=== Data in this exercise ===
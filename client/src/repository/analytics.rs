//! Organizer dashboard figures

use super::{ResourceStream, fetch};
use crate::messages;
use chrono::NaiveDate;
use gatepass_api::ApiClient;
use gatepass_api::types::{DashboardSummary, EventId, EventSales, RevenuePoint, TicketTypeSales};

/// Sales and attendance analytics for the signed-in organizer
#[derive(Clone, Debug)]
pub struct AnalyticsRepository {
    api: ApiClient,
}

impl AnalyticsRepository {
    /// Create a repository over `api`
    #[must_use]
    pub const fn new(api: ApiClient) -> Self {
        Self { api }
    }

    /// Headline totals
    #[must_use]
    pub fn dashboard(&self) -> ResourceStream<DashboardSummary> {
        let api = self.api.clone();
        fetch("dashboard_summary", messages::DASHBOARD_FAILED, async move {
            api.dashboard_summary().await
        })
    }

    /// Sales of one event
    #[must_use]
    pub fn event_sales(&self, event_id: EventId) -> ResourceStream<EventSales> {
        let api = self.api.clone();
        fetch("event_sales", messages::EVENT_SALES_FAILED, async move {
            api.event_sales(&event_id).await
        })
    }

    /// Daily revenue between two dates, inclusive
    ///
    /// A range that ends before it starts is an error without a request.
    #[must_use]
    pub fn revenue(&self, from: NaiveDate, to: NaiveDate) -> ResourceStream<Vec<RevenuePoint>> {
        let api = self.api.clone();
        fetch("revenue", messages::REVENUE_FAILED, async move {
            api.revenue(from, to).await
        })
    }

    /// Per-ticket-type breakdown of one event
    #[must_use]
    pub fn ticket_type_sales(&self, event_id: EventId) -> ResourceStream<Vec<TicketTypeSales>> {
        let api = self.api.clone();
        fetch("ticket_type_sales", messages::TICKET_TYPE_SALES_FAILED, async move {
            api.ticket_type_sales(&event_id).await
        })
    }
}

=== Task description ===
Lines holding "EventId" in the material above are to be reported.

=== Result of the exercise ===
use gatepass_api::types::{DashboardSummary, EventId, EventSales, RevenuePoint, TicketTypeSales};
    pub fn event_sales(&self, event_id: EventId) -> ResourceStream<EventSales> {
    pub fn ticket_type_sales(&self, event_id: EventId) -> ResourceStream<Vec<TicketTypeSales>> {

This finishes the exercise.